A imagem da correia vem de que a infidelidade partidária é movida por uma seqüência de arranjos interesseiros, estratégias de sobrevivência e ascensão política que escarnecem da manifestação das urnas, numa cascata que vai do local ao estadual e ao nacional - ou vice-versa. Tão inumeráveis os episódios do achincalhe do troca-troca que basta estender a mão, de olhos vendados, e se apanhará uma amostra escabrosa. Fique-se, pela preeminência que o personagem adquiriu por ter sido guindado à presidência do Conselho de Ética do Senado pelo então presidente da Casa, Renan Calheiros, com o caso do representante do Tocantins, Leomar Quintanilha. Ele se elegeu pelo PFL, foi para o PMDB, daí para o PC do B (!), antes de voltar a ser peemedebista desde criancinha. No plano municipal, então, o entra-e-sai é assombroso - pela freqüência e por suas proporções.
Em 2004, o chamado carlismo, centrado no PFL de Antonio Carlos Magalhães, elegeu 370 dos 417 prefeitos baianos. (Outros 10 aderiram em seguida.) Dois anos depois, vitorioso o candidato a governador do arquiinimigo PT, Jaques Wagner, não tardou o estouro da boiada, intensificado pela morte de ACM. Às vésperas do prazo final para filiações de candidatos ao pleito de 2008, calculava-se que entre 70 e 100 daqueles 370 iriam se bandear para algumas das siglas do novo governismo, a começar do PMDB. "Estamos sendo picados pelo nosso próprio veneno", comentou então um lugar-tenente carlista. "É natural. Nos beneficiamos disso durante muito tempo." Eis o ponto nevrálgico do entendimento unânime do Tribunal Superior Eleitoral, na noite de terça-feira, de que vale também para prefeitos, governadores, senadores e o presidente da República o que estipulara, com o respaldo posterior do Supremo Tribunal Federal, em relação a vereadores e deputados: suas cadeiras não lhes pertencem, mas aos partidos pelos quais se elegeram. Só poderão abandoná-los, sem perder os mandatos, em raras circunstâncias designadas.

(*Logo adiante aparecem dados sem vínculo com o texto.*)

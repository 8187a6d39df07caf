use tracing_subscriber::EnvFilter;

use merx_account::header::HeaderView;
use merx_client::app::App;
use merx_client::config::ClientConfig;

#[tokio::main]
async fn main() -> Result<(), Box<dyn std::error::Error>> {
    dotenvy::dotenv().ok();

    let config = ClientConfig::load()?;

    tracing_subscriber::fmt()
        .with_env_filter(
            EnvFilter::try_from_default_env().unwrap_or_else(|_| EnvFilter::new(&config.log_level)),
        )
        .init();

    let app = App::start(config).await?;

    let credentials = (std::env::var("MERX_EMAIL"), std::env::var("MERX_PASSWORD"));
    if let (Ok(email), Ok(password)) = credentials {
        if let Err(e) = app.sign_in(&email, &password).await {
            tracing::error!(error = %e, "sign in failed");
        }
    }

    let mut header = app.header();
    header.sync().await;
    match header.view() {
        HeaderView::LoggedIn { display_name } => tracing::info!(%display_name, "signed in"),
        view => tracing::info!(?view, "not signed in"),
    }

    app.shutdown();
    Ok(())
}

Muita água ainda passará sob a ponte até que a reiteração da norma produza o aguardado resultado prático de inibir o escambo de apoios políticos, que passa, de um lado, pelo loteamento da administração e a alocação espúria do dinheiro do contribuinte e, de outro lado, pela chantagem a que os governantes estão expostos pelos trânsfugas insatisfeitos com a parte que lhes coube no butim. Surge, porém, finalmente, uma barreira à política das lealdades compradas.